Signal on the right: 2 pairs of Safetran 12×20 inch lights, 3 pairs of Safetran 12×24 inch lights, a Safetran mechanical bell, a Safetran gate mechanism, and NEG gate lights.
This was the other train I caught yesterday. It was NS 736 with a BNSF ES44AC and an NS SD70ACe pulling and a BNSF ES44AC and a BNSF SD70ACe on the DPU.
As you can see, nothing has changed at this crossing since I was last out here.
Reverend Walter Phillips Jr. preaches the 8 am service on September 3, 2017 at Greater Beulah Baptist Church at Columbus, Georgia.
Kevin Guttman began his career from the non-profit sector raising money for those in impoverished nations to obtain clean water, medical establishments, schools, and smallloans. After twelve years of traveling and chilling in a few number of nations, he transitioned towards business world in 2004. Growing up in the real estatefamily, Kevin knew that once he joined the business world it will be in real estate as well as mortgage lending. He found his place in mortgage lending, and persists hiswork today as being a trusted and reliable Mortgage Banker.

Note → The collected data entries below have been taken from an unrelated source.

//! Token → recipients → delivery.

use std::{sync::Arc, time::Duration};

use tokio::time::timeout;

use crate::{
    domain::{Chat, ChatId, OutboundMessage},
    errors::{SendError, StorageError},
    messaging::port::DeliveryPort,
    ports::RecipientDirectory,
};

/// Resolves a company token to its chats, applies the caller's allow-list and drives one
/// delivery call. Holds no per-call state.
///
/// Only the lookup is bounded here. The delivery call runs to completion; a pacing transport
/// (`ThrottledDelivery`) bounds each send on its own.
pub struct MessageRouter {
    directory: Arc<dyn RecipientDirectory>,
    transport: Arc<dyn DeliveryPort>,
    lookup_timeout: Option<Duration>,
}

impl MessageRouter {
    pub fn new(directory: Arc<dyn RecipientDirectory>, transport: Arc<dyn DeliveryPort>) -> Self {
        Self {
            directory,
            transport,
            lookup_timeout: None,
        }
    }

    /// Bound the recipient lookup of each call.
    pub fn with_lookup_timeout(mut self, limit: Duration) -> Self {
        self.lookup_timeout = Some(limit);
        self
    }

    async fn resolve(&self, token: &str) -> Result<Vec<Chat>, SendError> {
        let op = "routing.resolve";
        let lookup = self.directory.chats_by_token(token);
        let found = match self.lookup_timeout {
            Some(limit) => match timeout(limit, lookup).await {
                Ok(found) => found,
                Err(_) => {
                    tracing::error!(op, "get chats by company token: deadline exceeded");
                    return Err(SendError::ChatsNotFound);
                }
            },
            None => lookup.await,
        };

        match found {
            Ok(chats) => Ok(chats),
            Err(StorageError::NotFound) => {
                tracing::debug!(op, "chats not found");
                Err(SendError::ChatsNotFound)
            }
            Err(e) => {
                tracing::error!(op, error = %e, "get chats by company token");
                Err(SendError::ChatsNotFound)
            }
        }
    }

    pub async fn send_message(&self, msg: OutboundMessage) -> Result<(), SendError> {
        let op = "routing.send_message";
        let chats = self.resolve(&msg.token).await?;

        let recipients = select_recipients(&chats, &msg.chat_ids);
        if recipients.is_empty() {
            tracing::debug!(op, requested = msg.chat_ids.len(), "chats not allowed");
            return Err(SendError::ChatsNotAllowed);
        }

        match self.transport.deliver(&recipients, &msg.text, msg.format).await {
            Ok(report) if report.is_complete() => {
                tracing::debug!(op, delivered = report.delivered.len(), "message sent");
                Ok(())
            }
            Ok(report) => {
                tracing::error!(
                    op,
                    delivered = report.delivered.len(),
                    failed = report.failed.len(),
                    "can not send message to some chats"
                );
                for (chat, reason) in &report.failed {
                    tracing::debug!(op, chat_id = chat.0, reason = %reason, "delivery failed");
                }
                Err(SendError::CannotSend)
            }
            Err(e) => {
                tracing::error!(op, error = %e, "can not send message");
                Err(SendError::CannotSend)
            }
        }
    }
}

/// Every resolved chat when `filter` is empty, otherwise the resolved chats whose id is in
/// `filter`. Order follows `chats`; an id appears once per resolved entry.
fn select_recipients(chats: &[Chat], filter: &[ChatId]) -> Vec<ChatId> {
    chats
        .iter()
        .map(|c| c.external_id)
        .filter(|id| filter.is_empty() || filter.contains(id))
        .collect()
}

#[cfg(test)]
mod tests {
    use super::*;
    use crate::{
        domain::{CompanyId, Format},
        messaging::{
            port::DeliveryReport,
            throttled::{ThrottleConfig, ThrottledDelivery},
        },
        ports::StorageResult,
        Error, Result,
    };
    use async_trait::async_trait;
    use std::sync::Mutex;

    struct FakeDirectory {
        result: StorageResult<Vec<Chat>>,
        delay: Option<Duration>,
    }

    impl FakeDirectory {
        fn with_chats(ids: &[i64]) -> Self {
            let chats = ids
                .iter()
                .enumerate()
                .map(|(i, id)| Chat {
                    id: i as i64 + 1,
                    company_id: CompanyId(1),
                    external_id: ChatId(*id),
                })
                .collect();
            Self {
                result: Ok(chats),
                delay: None,
            }
        }

        fn failing(e: StorageError) -> Self {
            Self {
                result: Err(e),
                delay: None,
            }
        }
    }

    #[async_trait]
    impl RecipientDirectory for FakeDirectory {
        async fn chats_by_token(&self, token: &str) -> StorageResult<Vec<Chat>> {
            if let Some(d) = self.delay {
                tokio::time::sleep(d).await;
            }
            if token == "unknown" {
                return Err(StorageError::NotFound);
            }
            self.result.clone()
        }

        async fn chats_by_company_id(&self, _company_id: CompanyId) -> StorageResult<Vec<Chat>> {
            self.result.clone()
        }
    }

    #[derive(Default)]
    struct FakeTransport {
        calls: Mutex<Vec<(Vec<ChatId>, String, Format)>>,
        fail_whole_call: bool,
        fail_chat: Option<ChatId>,
        delay: Option<Duration>,
    }

    impl FakeTransport {
        fn calls(&self) -> Vec<(Vec<ChatId>, String, Format)> {
            self.calls.lock().unwrap().clone()
        }
    }

    #[async_trait]
    impl DeliveryPort for FakeTransport {
        async fn deliver(
            &self,
            chat_ids: &[ChatId],
            text: &str,
            format: Format,
        ) -> Result<DeliveryReport> {
            self.calls
                .lock()
                .unwrap()
                .push((chat_ids.to_vec(), text.to_string(), format));
            if let Some(d) = self.delay {
                tokio::time::sleep(d).await;
            }
            if self.fail_whole_call {
                return Err(Error::External("telegram is down".to_string()));
            }
            let mut report = DeliveryReport::default();
            for id in chat_ids {
                if Some(*id) == self.fail_chat {
                    report.failed.push((*id, "blocked".to_string()));
                } else {
                    report.delivered.push(*id);
                }
            }
            Ok(report)
        }
    }

    fn msg(token: &str, filter: &[i64]) -> OutboundMessage {
        OutboundMessage {
            text: "hi".to_string(),
            format: Format::Unspecified,
            token: token.to_string(),
            chat_ids: filter.iter().copied().map(ChatId).collect(),
        }
    }

    fn router(dir: FakeDirectory, transport: Arc<FakeTransport>) -> MessageRouter {
        MessageRouter::new(Arc::new(dir), transport)
    }

    #[tokio::test]
    async fn empty_filter_delivers_to_every_chat_in_order() {
        let transport = Arc::new(FakeTransport::default());
        let r = router(FakeDirectory::with_chats(&[100, 200]), transport.clone());

        r.send_message(msg("T1", &[])).await.unwrap();

        let calls = transport.calls();
        assert_eq!(calls.len(), 1);
        assert_eq!(calls[0].0, vec![ChatId(100), ChatId(200)]);
        assert_eq!(calls[0].1, "hi");
        assert_eq!(calls[0].2, Format::Unspecified);
    }

    #[tokio::test]
    async fn filter_keeps_only_registered_chats() {
        let transport = Arc::new(FakeTransport::default());
        let r = router(FakeDirectory::with_chats(&[100, 200]), transport.clone());

        r.send_message(msg("T1", &[200, 999])).await.unwrap();

        assert_eq!(transport.calls()[0].0, vec![ChatId(200)]);
    }

    #[tokio::test]
    async fn filter_follows_resolved_order() {
        let transport = Arc::new(FakeTransport::default());
        let r = router(FakeDirectory::with_chats(&[1, 2, 3]), transport.clone());

        r.send_message(msg("T1", &[3, 1])).await.unwrap();

        assert_eq!(transport.calls()[0].0, vec![ChatId(1), ChatId(3)]);
    }

    #[tokio::test]
    async fn duplicate_resolved_chats_are_not_deduplicated() {
        let transport = Arc::new(FakeTransport::default());
        let r = router(FakeDirectory::with_chats(&[5, 5, 6]), transport.clone());

        r.send_message(msg("T1", &[5])).await.unwrap();

        assert_eq!(transport.calls()[0].0, vec![ChatId(5), ChatId(5)]);
    }

    #[tokio::test]
    async fn disjoint_filter_is_not_allowed_and_never_delivers() {
        let transport = Arc::new(FakeTransport::default());
        let r = router(FakeDirectory::with_chats(&[100, 200]), transport.clone());

        let err = r.send_message(msg("T1", &[999])).await.unwrap_err();

        assert_eq!(err, SendError::ChatsNotAllowed);
        assert!(transport.calls().is_empty());
    }

    #[tokio::test]
    async fn unknown_token_is_chats_not_found() {
        let transport = Arc::new(FakeTransport::default());
        let r = router(FakeDirectory::with_chats(&[100]), transport.clone());

        let err = r.send_message(msg("unknown", &[])).await.unwrap_err();

        assert_eq!(err, SendError::ChatsNotFound);
        assert!(transport.calls().is_empty());
    }

    #[tokio::test]
    async fn backend_failure_is_reported_as_chats_not_found() {
        let transport = Arc::new(FakeTransport::default());
        let dir = FakeDirectory::failing(StorageError::Backend("db gone".to_string()));
        let r = router(dir, transport.clone());

        let err = r.send_message(msg("T1", &[])).await.unwrap_err();

        assert_eq!(err, SendError::ChatsNotFound);
        assert!(transport.calls().is_empty());
    }

    #[tokio::test]
    async fn transport_failure_is_cannot_send() {
        let transport = Arc::new(FakeTransport {
            fail_whole_call: true,
            ..Default::default()
        });
        let r = router(FakeDirectory::with_chats(&[1, 2, 3]), transport.clone());

        let err = r.send_message(msg("T1", &[])).await.unwrap_err();

        assert_eq!(err, SendError::CannotSend);
        assert_eq!(transport.calls().len(), 1);
    }

    #[tokio::test]
    async fn partial_failure_is_cannot_send() {
        let transport = Arc::new(FakeTransport {
            fail_chat: Some(ChatId(2)),
            ..Default::default()
        });
        let r = router(FakeDirectory::with_chats(&[1, 2, 3]), transport.clone());

        let err = r.send_message(msg("T1", &[])).await.unwrap_err();

        assert_eq!(err, SendError::CannotSend);
    }

    #[tokio::test(start_paused = true)]
    async fn slow_lookup_hits_the_timeout() {
        let transport = Arc::new(FakeTransport::default());
        let mut dir = FakeDirectory::with_chats(&[1]);
        dir.delay = Some(Duration::from_secs(10));
        let r = router(dir, transport.clone()).with_lookup_timeout(Duration::from_secs(1));

        let err = r.send_message(msg("T1", &[])).await.unwrap_err();

        assert_eq!(err, SendError::ChatsNotFound);
        assert!(transport.calls().is_empty());
    }

    fn paced(transport: Arc<FakeTransport>) -> Arc<dyn DeliveryPort> {
        Arc::new(
            ThrottledDelivery::new(transport, ThrottleConfig::default())
                .with_send_timeout(Duration::from_secs(4)),
        )
    }

    #[tokio::test(start_paused = true)]
    async fn large_fan_out_is_paced_to_completion() {
        let transport = Arc::new(FakeTransport {
            delay: Some(Duration::from_millis(60)),
            ..Default::default()
        });
        let ids: Vec<i64> = (1..=100).collect();
        let r = MessageRouter::new(
            Arc::new(FakeDirectory::with_chats(&ids)),
            paced(transport.clone()),
        )
        .with_lookup_timeout(Duration::from_secs(4));

        r.send_message(msg("T1", &[])).await.unwrap();

        let calls = transport.calls();
        assert_eq!(calls.len(), 100);
        assert!(calls.iter().all(|(chats, _, _)| chats.len() == 1));
    }

    #[tokio::test(start_paused = true)]
    async fn burst_to_one_company_queues_instead_of_failing() {
        let transport = Arc::new(FakeTransport {
            delay: Some(Duration::from_millis(60)),
            ..Default::default()
        });
        let r = Arc::new(
            MessageRouter::new(
                Arc::new(FakeDirectory::with_chats(&[1, 2])),
                paced(transport.clone()),
            )
            .with_lookup_timeout(Duration::from_secs(4)),
        );

        let sends: Vec<_> = (0..6)
            .map(|_| {
                let r = r.clone();
                tokio::spawn(async move { r.send_message(msg("T1", &[])).await })
            })
            .collect();
        for send in sends {
            assert_eq!(send.await.unwrap(), Ok(()));
        }
        assert_eq!(transport.calls().len(), 12);
    }

    #[tokio::test(start_paused = true)]
    async fn stuck_send_fails_the_request_after_the_rest_are_tried() {
        let transport = Arc::new(FakeTransport {
            delay: Some(Duration::from_secs(10)),
            ..Default::default()
        });
        let r = MessageRouter::new(
            Arc::new(FakeDirectory::with_chats(&[1, 2])),
            paced(transport.clone()),
        );

        let err = r.send_message(msg("T1", &[])).await.unwrap_err();

        assert_eq!(err, SendError::CannotSend);
        assert_eq!(transport.calls().len(), 2);
    }
}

Kevin has helped countless clients with their home financing wants. His vast experience inside the industry makes him a valuable source of knowledge intended for his clients.Kevin uses his strong communication skills to spell out to his clients his or her available loan options. He / she takes pride on his strong leadership to walk this clients throughthe loan process as they pick the right home financing option for his or her situation, family and home. Kevin functions by referral from his lovers and past clients. He’svery passionate about helping retirees because of their home financing needs. The important thing to Kevin’s success has been very client-centric to guarantee a seamless loan course of action thatis driven by strong customer service.
Kevin resides in stunning Colorado Springs, CO, in addition to loves living there. He considers himself very fortunate to get married to the same beautiful woman since 1988.Kevin is often a father to five children now a grandfather. When faraway from work, he is a new voracious reader, sports enthusiast and even referees high school field hockey andfootball games for the weekend. Kevin is also a ordained minister and serves at his local church as being a volunteer pastor.